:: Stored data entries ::

•••••

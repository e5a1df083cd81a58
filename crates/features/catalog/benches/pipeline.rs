use apb_catalog::{IconRegistry, InfoCatalog, InfoPipeline, SilentObserver};
use apb_domain::experience::Experience;
use apb_domain::info::{InfoRecord, InfoReference};
use apb_domain::rank::RawRank;
use criterion::{BenchmarkId, Criterion, Throughput, criterion_group, criterion_main};
use std::hint::black_box;

const ICONS: &[&str] = &["Clock", "Users", "MapPin", "Coffee", "Bus", "Unknown"];

fn catalog(size: usize) -> InfoCatalog {
    InfoCatalog::from_records((0..size).map(|i| InfoRecord {
        info_id: format!("info-{i:05}"),
        main_id: if i % 7 == 0 { "languages".to_owned() } else { "facilities".to_owned() },
        product_info_title: format!("Grupo {}", i % 9),
        product_info: format!("Dato {i}"),
        icon: ICONS[i % ICONS.len()].to_owned(),
        order: Some(RawRank::Text((i % 9).to_string())),
        item_order: Some(RawRank::Text((size - i).to_string())),
        ..InfoRecord::default()
    }))
}

fn experience(references: usize, catalog_size: usize) -> Experience {
    let mut experience = Experience::default();
    for slot in 0..references {
        // Every tenth reference dangles.
        let id = if slot % 10 == 9 {
            "missing".to_owned()
        } else {
            format!("info-{:05}", (slot * 31) % catalog_size)
        };
        experience.info.insert(format!("ref-{slot:04}"), InfoReference::new(id, "facilities"));
    }
    experience
}

fn bench_build_info(c: &mut Criterion) {
    let mut group = c.benchmark_group("build_experience_info");

    let catalog = catalog(2_000);
    let icons = IconRegistry::lucide();
    let pipeline = InfoPipeline::new(&icons).observer(SilentObserver);

    for references in [8usize, 64, 512] {
        let experience = experience(references, catalog.len());

        group.throughput(Throughput::Elements(references as u64));
        group.bench_with_input(BenchmarkId::from_parameter(references), &experience, |b, e| {
            b.iter(|| pipeline.build(black_box(e), &catalog).unwrap());
        });
    }

    group.finish();
}

criterion_group!(benches, bench_build_info);
criterion_main!(benches);
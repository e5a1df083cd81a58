use config::{Config, Environment, File};
use serde::de::DeserializeOwned;
use std::borrow::Cow;
use std::path::Path;
use tracing::info;

/// Prefix of environment overrides, e.g. `APB__CATALOG__SNAPSHOT`.
pub const ENV_PREFIX: &str = "APB";

/// Custom error type for config loading.
#[apb_derive::apb_error]
pub enum ConfigError {
    #[error("Config error{}: {source}", format_context(.context))]
    Config { source: config::ConfigError, context: Option<Cow<'static, str>> },
}

/// Loads configuration by layering a file with environment overrides.
///
/// 1. **Base File**: when `path` is given, the file is required and its format is
///    inferred from the extension (`appueblear.toml`, `appueblear.json`, ...). Without a
///    path, every field keeps its `serde` default.
/// 2. **Environment Overrides**: variables prefixed with `APB__`, nested with `__`
///    (`APB__CATALOG__PROJECT_ID` maps to `catalog.project_id`).
///
/// # Errors
/// Returns [`ConfigError::Config`] if the file is missing or unreadable, or if the merged
/// values do not match the shape of `T`.
///
/// # Example
/// ```rust
/// use apb_kernel::config::load_config;
///
/// #[derive(Default, serde::Deserialize)]
/// struct AppConfig {
///     port: u16,
/// }
///
/// let cfg: AppConfig = load_config(Some("config/local.toml")).unwrap_or_default();
/// ```
pub fn load_config<T>(path: Option<impl AsRef<Path>>) -> Result<T, ConfigError>
where
    T: DeserializeOwned,
{
    let mut builder = Config::builder();

    if let Some(path) = &path {
        let path: &Path = path.as_ref();
        info!("Loading config from {}", path.display());
        builder = builder.add_source(File::from(path).required(true));
    } else {
        info!("No config file given, using defaults and {ENV_PREFIX}__ overrides");
    }

    let config = builder
        .add_source(
            Environment::with_prefix(ENV_PREFIX)
                .prefix_separator("__")
                .separator("__")
                .convert_case(config::Case::Snake),
        )
        .build()
        .context("Failed to build config")?
        .try_deserialize::<T>()
        .context("Failed to deserialize config")?;

    Ok(config)
}
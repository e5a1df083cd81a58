use clap::{Parser, Subcommand};
use std::path::PathBuf;

/// Browse the Appueblear experience catalog from a document store export.
#[derive(Debug, Parser)]
#[command(name = "appueblear", version, about)]
pub(crate) struct Cli {
    /// Configuration file (TOML, JSON or YAML); `APB__*` variables override it.
    #[arg(short, long, global = true)]
    pub config: Option<PathBuf>,

    /// Snapshot to read instead of `catalog.snapshot`.
    #[arg(short, long, global = true)]
    pub snapshot: Option<PathBuf>,

    #[command(subcommand)]
    pub command: Command,
}

#[derive(Debug, Subcommand)]
pub(crate) enum Command {
    /// List experiences as JSON, optionally filtered by name or location.
    List {
        #[arg(short = 'q', long)]
        search: Option<String>,
    },
    /// Print the detail view of one experience as JSON.
    Show { slug: String },
    /// Report info records and references the pipeline would reject or drop.
    Check,
}
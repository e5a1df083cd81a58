mod fixtures;

use apb_catalog::{DocumentSnapshot, ExperienceDetail, IconRegistry, InfoPipeline, SilentObserver};
use apb_domain::config::CatalogConfig;
use std::io::Write;

fn load() -> DocumentSnapshot {
    let mut file = tempfile::NamedTempFile::new().unwrap();
    write!(file, "{}", fixtures::snapshot()).unwrap();
    DocumentSnapshot::load(file.path()).unwrap()
}

#[test]
fn listing_skips_experiences_without_identity() {
    let snapshot = load();
    let experiences = snapshot.experiences(&CatalogConfig::default()).unwrap();

    let slugs: Vec<_> = experiences.iter().map(|e| e.slug.as_str()).collect();
    assert_eq!(slugs, ["cascada-escondida", "aventura-rio-claro"]);
    assert_eq!(experiences.search("río")[0].product_id, "p-2");
}

#[test]
fn detail_resolves_groups_and_orders_everything() {
    let snapshot = load();
    let config = CatalogConfig::default();
    let experiences = snapshot.experiences(&config).unwrap();
    let catalog = snapshot.info_catalog(&config).unwrap();
    let icons = IconRegistry::lucide();
    let pipeline = InfoPipeline::new(&icons).observer(SilentObserver);

    let experience = experiences.find_by_slug("cascada-escondida").unwrap();
    let detail = ExperienceDetail::build(experience, &pipeline, &catalog).unwrap();

    assert_eq!(detail.price, "$140.000");
    assert_eq!(detail.duration, "4 horas");
    assert_eq!(detail.location, "San Francisco, Cundinamarca");
    assert_eq!(detail.info.languages_spoken, ["Español", "Inglés"]);

    let sections: Vec<_> = detail
        .info
        .additional_info
        .iter()
        .map(|group| {
            let items: Vec<_> = group.items.iter().map(|item| item.icon).collect();
            (group.title.as_str(), group.order, items)
        })
        .collect();
    assert_eq!(sections, [("Incluye", 1, vec!["droplets", "users"]), ("Horario", 2, vec!["clock"])]);

    let plan: Vec<_> = detail.plan.iter().map(|step| step.title.as_str()).collect();
    assert_eq!(plan, ["Encuentro", "Caminata"]);
    assert_eq!(detail.attractions, ["Cascada de 40 metros", "Bosque de niebla"]);
    assert_eq!(detail.expectation_images.len(), 1);
}

#[test]
fn detail_serializes_info_inline() {
    let snapshot = load();
    let config = CatalogConfig::default();
    let experiences = snapshot.experiences(&config).unwrap();
    let catalog = snapshot.info_catalog(&config).unwrap();
    let icons = IconRegistry::lucide();
    let pipeline = InfoPipeline::new(&icons).observer(SilentObserver);

    let experience = experiences.find_by_slug("aventura-rio-claro").unwrap();
    let detail = ExperienceDetail::build(experience, &pipeline, &catalog).unwrap();
    let json = serde_json::to_value(&detail).unwrap();

    assert_eq!(json["price"], "$210.000");
    assert_eq!(json["languagesSpoken"], serde_json::json!([]));
    assert_eq!(json["additionalInfo"], serde_json::json!([]));
    assert_eq!(json["meetingPoint"]["name"], "");
}

#[test]
fn fixture_catalog_validates_cleanly() {
    let snapshot = load();
    let catalog = snapshot.info_catalog(&CatalogConfig::default()).unwrap();

    assert_eq!(catalog.len(), 6);
    assert!(catalog.validate("languages").is_empty());
}

#[test]
fn other_projects_read_as_empty() {
    let snapshot = load();
    let config = CatalogConfig { project_id: "proj_missing".to_owned(), ..CatalogConfig::default() };

    assert!(snapshot.experiences(&config).unwrap().is_empty());
    assert!(snapshot.info_catalog(&config).unwrap().is_empty());
}
use crate::cli::Command;
use anyhow::{Context, bail};
use apb::Catalogs;
use apb::catalog::{ExperienceDetail, IconRegistry, InfoPipeline};
use apb::domain::config::AppConfig;
use apb::domain::experience::Experience;
use apb::kernel::format::format_price;
use serde::Serialize;
use std::io::{self, Write};

/// Listing row.
#[derive(Debug, Serialize)]
#[serde(rename_all = "camelCase")]
struct Summary<'a> {
    product_id: &'a str,
    slug: &'a str,
    name: &'a str,
    location: String,
    price: String,
    image: &'a str,
}

impl<'a> From<&'a Experience> for Summary<'a> {
    fn from(experience: &'a Experience) -> Self {
        Self {
            product_id: &experience.product_id,
            slug: &experience.slug,
            name: &experience.name,
            location: experience.location(),
            price: format_price(experience.price.as_ref()),
            image: &experience.image,
        }
    }
}

pub(crate) fn run(command: Command, config: &AppConfig) -> anyhow::Result<()> {
    let catalogs = apb::init(config).context("Loading catalogs")?;
    let mut out = io::stdout().lock();

    match command {
        Command::List { search } => {
            let needle = search.as_deref().unwrap_or_default();
            let rows: Vec<Summary<'_>> =
                catalogs.experiences.search(needle).into_iter().map(Summary::from).collect();
            serde_json::to_writer_pretty(&mut out, &rows)?;
            writeln!(out)?;
        },
        Command::Show { slug } => {
            let Some(experience) = catalogs.experiences.find_by_slug(&slug) else {
                bail!("No experience with slug '{slug}'");
            };
            let icons = IconRegistry::lucide();
            let pipeline =
                InfoPipeline::new(&icons).language_key(config.catalog.language_key.as_str());
            let detail = ExperienceDetail::build(experience, &pipeline, &catalogs.info)
                .with_context(|| format!("Building detail of '{slug}'"))?;

            serde_json::to_writer_pretty(&mut out, &detail)?;
            writeln!(out)?;
        },
        Command::Check => check(&catalogs, config, &mut out)?,
    }

    Ok(())
}

fn check(catalogs: &Catalogs, config: &AppConfig, out: &mut impl Write) -> anyhow::Result<()> {
    let mut problems = 0usize;

    for error in catalogs.info.validate(&config.catalog.language_key) {
        writeln!(out, "{error}")?;
        problems += 1;
    }

    for experience in catalogs.experiences.iter() {
        for (key, reference) in &experience.info {
            if catalogs.info.get(&reference.info_id).is_none() {
                writeln!(
                    out,
                    "Dangling reference '{key}' to '{}' in '{}'",
                    reference.info_id, experience.slug
                )?;
                problems += 1;
            }
        }
    }

    tracing::info!(problems, "Catalog check finished");
    if problems > 0 {
        bail!("{problems} catalog problem(s) found");
    }
    writeln!(out, "Catalog OK")?;
    Ok(())
}
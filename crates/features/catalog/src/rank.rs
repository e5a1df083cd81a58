use crate::error::CatalogError;
use apb_domain::rank::RawRank;

/// Parses an upstream rank into an integer, naming the record on failure.
pub(crate) fn parse_rank(
    raw: Option<&RawRank>,
    record_id: &str,
    field: &'static str,
) -> Result<i64, CatalogError> {
    raw.and_then(RawRank::as_integer).ok_or_else(|| CatalogError::MalformedOrder {
        record_id: record_id.to_owned(),
        field,
        value: match raw {
            None => "<missing>".into(),
            Some(RawRank::Text(text)) => format!("{text:?}").into(),
            Some(rank) => rank.to_string().into(),
        },
        context: None,
    })
}

#[cfg(test)]
mod tests {
    use super::*;

    #[test]
    fn reports_record_field_and_value() {
        let raw = RawRank::from("uno");
        let err = parse_rank(Some(&raw), "i-9", "item_order").unwrap_err();
        assert_eq!(err.to_string(), r#"Malformed item_order "uno" on record 'i-9'"#);
    }

    #[test]
    fn missing_rank_is_malformed() {
        let err = parse_rank(None, "i-9", "order").unwrap_err();
        assert!(matches!(
            err,
            CatalogError::MalformedOrder { field: "order", ref value, .. } if value == "<missing>"
        ));
    }

    #[test]
    fn non_scalar_rank_is_shown_unquoted() {
        let raw = RawRank::Invalid("true".to_owned());
        let err = parse_rank(Some(&raw), "i-3", "order").unwrap_err();
        assert_eq!(err.to_string(), "Malformed order true on record 'i-3'");
    }

    #[test]
    fn integer_text_parses() {
        assert_eq!(parse_rank(Some(&RawRank::from("4")), "i-1", "order").unwrap(), 4);
    }
}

•••••

:: AIM OF THE TASK ::
Look above for the line with "b.iter(|| pipeline.build(black_box(e), &catalog).unwrap());" and the line with "Prefix of environment", and reproduce exactly those two lines plus every line between, nothing more.

:: ANSWER TO THE PROBLEM ::
            b.iter(|| pipeline.build(black_box(e), &catalog).unwrap());
        });
    }

    group.finish();
}

criterion_group!(benches, bench_build_info);
criterion_main!(benches);
repository e5a1df083cd81a58
use config::{Config, Environment, File};
use serde::de::DeserializeOwned;
use std::borrow::Cow;
use std::path::Path;
use tracing::info;

/// Prefix of environment overrides, e.g. `APB__CATALOG__SNAPSHOT`.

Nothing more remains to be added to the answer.